## What to work on
Where a line in the material below has the string "LayerKind", please report it.

__________________________________________________

//! 数据实体定义 - 对应本地表结构，同时也是与远端交换的行格式
//!
//! 所有实体 id 由客户端生成（UUID v4），本地与远端使用同一 id，
//! 因此 upsert 在远端是幂等的，离线创建也无需等待服务端分配主键。

use serde::{Deserialize, Serialize};
use std::fmt;
use std::str::FromStr;

use crate::error::{PixelboardError, Result};

/// 任意设置项（颜色、透明度、物理单位、相机位姿等），以 JSON 文本落库
pub type Settings = serde_json::Map<String, serde_json::Value>;

/// 生成新的实体 id
pub fn new_entity_id() -> String {
    uuid::Uuid::new_v4().to_string()
}

/// 实体类型（受控枚举，新增需与远端表同步升级）
#[derive(Debug, Clone, Copy, PartialEq, Eq, Hash, PartialOrd, Ord, Serialize, Deserialize)]
#[serde(rename_all = "snake_case")]
pub enum EntityKind {
    Workspace,
    CanvasBoard,
    ReferenceLayer,
    BackgroundImage,
    LayerOrder,
}

impl EntityKind {
    pub const ALL: [EntityKind; 5] = [
        EntityKind::Workspace,
        EntityKind::CanvasBoard,
        EntityKind::ReferenceLayer,
        EntityKind::BackgroundImage,
        EntityKind::LayerOrder,
    ];

    /// 挂在某个工作区下、按工作区拉取的类型
    pub const WORKSPACE_SCOPED: [EntityKind; 4] = [
        EntityKind::CanvasBoard,
        EntityKind::ReferenceLayer,
        EntityKind::BackgroundImage,
        EntityKind::LayerOrder,
    ];

    pub fn as_str(self) -> &'static str {
        match self {
            Self::Workspace => "workspace",
            Self::CanvasBoard => "canvas_board",
            Self::ReferenceLayer => "reference_layer",
            Self::BackgroundImage => "background_image",
            Self::LayerOrder => "layer_order",
        }
    }
}

impl FromStr for EntityKind {
    type Err = PixelboardError;

    fn from_str(s: &str) -> Result<Self> {
        match s {
            "workspace" => Ok(Self::Workspace),
            "canvas_board" => Ok(Self::CanvasBoard),
            "reference_layer" => Ok(Self::ReferenceLayer),
            "background_image" => Ok(Self::BackgroundImage),
            "layer_order" => Ok(Self::LayerOrder),
            other => Err(PixelboardError::InvalidArgument(format!("未知实体类型: {}", other))),
        }
    }
}

impl fmt::Display for EntityKind {
    fn fmt(&self, f: &mut fmt::Formatter<'_>) -> fmt::Result {
        f.write_str(self.as_str())
    }
}

/// 待同步操作类型
#[derive(Debug, Clone, Copy, PartialEq, Eq, Hash, Serialize, Deserialize)]
#[serde(rename_all = "snake_case")]
pub enum SyncAction {
    Create,
    Update,
    Delete,
}

impl SyncAction {
    pub fn as_str(self) -> &'static str {
        match self {
            Self::Create => "create",
            Self::Update => "update",
            Self::Delete => "delete",
        }
    }

    pub fn is_delete(self) -> bool {
        matches!(self, Self::Delete)
    }
}

impl FromStr for SyncAction {
    type Err = PixelboardError;

    fn from_str(s: &str) -> Result<Self> {
        match s {
            "create" => Ok(Self::Create),
            "update" => Ok(Self::Update),
            "delete" => Ok(Self::Delete),
            other => Err(PixelboardError::InvalidArgument(format!("未知操作类型: {}", other))),
        }
    }
}

impl fmt::Display for SyncAction {
    fn fmt(&self, f: &mut fmt::Formatter<'_>) -> fmt::Result {
        f.write_str(self.as_str())
    }
}

/// layer_order 中被引用图层的类型
#[derive(Debug, Clone, Copy, PartialEq, Eq, Hash, Serialize, Deserialize)]
#[serde(rename_all = "snake_case")]
pub enum LayerKind {
    Board,
    Reference,
    Image,
}

impl LayerKind {
    pub fn as_str(self) -> &'static str {
        match self {
            Self::Board => "board",
            Self::Reference => "reference",
            Self::Image => "image",
        }
    }
}

impl FromStr for LayerKind {
    type Err = PixelboardError;

    fn from_str(s: &str) -> Result<Self> {
        match s {
            "board" => Ok(Self::Board),
            "reference" => Ok(Self::Reference),
            "image" => Ok(Self::Image),
            other => Err(PixelboardError::InvalidArgument(format!("未知图层类型: {}", other))),
        }
    }
}

/// 工作区 - 对应 workspace 表
#[derive(Debug, Clone, PartialEq, Serialize, Deserialize)]
pub struct Workspace {
    pub id: String,
    pub name: String,
    /// 含最近一次相机位姿（`camera`）
    #[serde(default)]
    pub settings: Settings,
    #[serde(default, with = "crate::utils::time::rfc3339_millis")]
    pub updated_at: i64,
}

/// 画板 - 对应 canvas_board 表
#[derive(Debug, Clone, PartialEq, Serialize, Deserialize)]
pub struct CanvasBoard {
    pub id: String,
    pub workspace_id: String,
    pub name: String,
    pub width: f64,
    pub height: f64,
    pub x: f64,
    pub y: f64,
    /// 颜色、透明度、物理尺寸、分辨率
    #[serde(default)]
    pub settings: Settings,
    #[serde(default)]
    pub sort_order: i64,
    #[serde(default, with = "crate::utils::time::rfc3339_millis")]
    pub updated_at: i64,
}

/// 参考图层 - 对应 reference_layer 表
#[derive(Debug, Clone, PartialEq, Serialize, Deserialize)]
pub struct ReferenceLayer {
    pub id: String,
    pub workspace_id: String,
    /// 参考库条目 id
    pub reference_id: String,
    /// 视图变体（front / side / ...）
    #[serde(default)]
    pub view: String,
    pub name: String,
    pub width: f64,
    pub height: f64,
    pub x: f64,
    pub y: f64,
    #[serde(default)]
    pub settings: Settings,
    #[serde(default)]
    pub sort_order: i64,
    #[serde(default, with = "crate::utils::time::rfc3339_millis")]
    pub updated_at: i64,
}

/// 背景图 - 对应 background_image 表，归属于某个画板
#[derive(Debug, Clone, PartialEq, Serialize, Deserialize)]
pub struct BackgroundImage {
    pub id: String,
    pub workspace_id: String,
    pub board_id: String,
    pub image_url: String,
    pub natural_width: f64,
    pub natural_height: f64,
    pub width: f64,
    pub height: f64,
    /// 相对画板的偏移
    pub x: f64,
    pub y: f64,
    /// opacity / fit / clip / tile
    #[serde(default)]
    pub settings: Settings,
    #[serde(default)]
    pub sort_order: i64,
    #[serde(default, with = "crate::utils::time::rfc3339_millis")]
    pub updated_at: i64,
}

/// 图层排序项 - 对应 layer_order 表
#[derive(Debug, Clone, PartialEq, Serialize, Deserialize)]
pub struct LayerOrderEntry {
    pub id: String,
    pub workspace_id: String,
    pub layer_id: String,
    pub layer_kind: LayerKind,
    /// 越大越靠上
    pub sort_order: i64,
    #[serde(default, with = "crate::utils::time::rfc3339_millis")]
    pub updated_at: i64,
}

/// 待同步操作 - 对应 pending_operation 表
///
/// 只追加、不原地修改；顺序仅由 `timestamp`（再以 `seq` 打破平局）决定。
#[derive(Debug, Clone, PartialEq, Serialize, Deserialize)]
pub struct PendingOperation {
    /// 本地自增序号
    pub seq: i64,
    pub id: String,
    pub entity_kind: EntityKind,
    pub entity_id: String,
    pub action: SyncAction,
    /// 可选快照，仅用于诊断
    pub payload: Option<serde_json::Value>,
    pub timestamp: i64,
}

/// 任意类型实体的统一包装，供 EntityStore 与远端网关使用
#[derive(Debug, Clone, PartialEq, Serialize)]
#[serde(untagged)]
pub enum EntityRecord {
    Workspace(Workspace),
    CanvasBoard(CanvasBoard),
    ReferenceLayer(ReferenceLayer),
    BackgroundImage(BackgroundImage),
    LayerOrder(LayerOrderEntry),
}

impl EntityRecord {
    pub fn kind(&self) -> EntityKind {
        match self {
            Self::Workspace(_) => EntityKind::Workspace,
            Self::CanvasBoard(_) => EntityKind::CanvasBoard,
            Self::ReferenceLayer(_) => EntityKind::ReferenceLayer,
            Self::BackgroundImage(_) => EntityKind::BackgroundImage,
            Self::LayerOrder(_) => EntityKind::LayerOrder,
        }
    }

    pub fn id(&self) -> &str {
        match self {
            Self::Workspace(r) => &r.id,
            Self::CanvasBoard(r) => &r.id,
            Self::ReferenceLayer(r) => &r.id,
            Self::BackgroundImage(r) => &r.id,
            Self::LayerOrder(r) => &r.id,
        }
    }

    /// 所属工作区；工作区本身返回自己的 id
    pub fn workspace_id(&self) -> &str {
        match self {
            Self::Workspace(r) => &r.id,
            Self::CanvasBoard(r) => &r.workspace_id,
            Self::ReferenceLayer(r) => &r.workspace_id,
            Self::BackgroundImage(r) => &r.workspace_id,
            Self::LayerOrder(r) => &r.workspace_id,
        }
    }

    /// 按实体类型解析远端返回的一行
    pub fn from_json(kind: EntityKind, value: serde_json::Value) -> Result<Self> {
        let record = match kind {
            EntityKind::Workspace => Self::Workspace(serde_json::from_value(value)?),
            EntityKind::CanvasBoard => Self::CanvasBoard(serde_json::from_value(value)?),
            EntityKind::ReferenceLayer => Self::ReferenceLayer(serde_json::from_value(value)?),
            EntityKind::BackgroundImage => Self::BackgroundImage(serde_json::from_value(value)?),
            EntityKind::LayerOrder => Self::LayerOrder(serde_json::from_value(value)?),
        };
        Ok(record)
    }

    pub fn to_json(&self) -> Result<serde_json::Value> {
        Ok(serde_json::to_value(self)?)
    }
}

__________________________________________________

## Solution
pub enum LayerKind {
impl LayerKind {
impl FromStr for LayerKind {
    pub layer_kind: LayerKind,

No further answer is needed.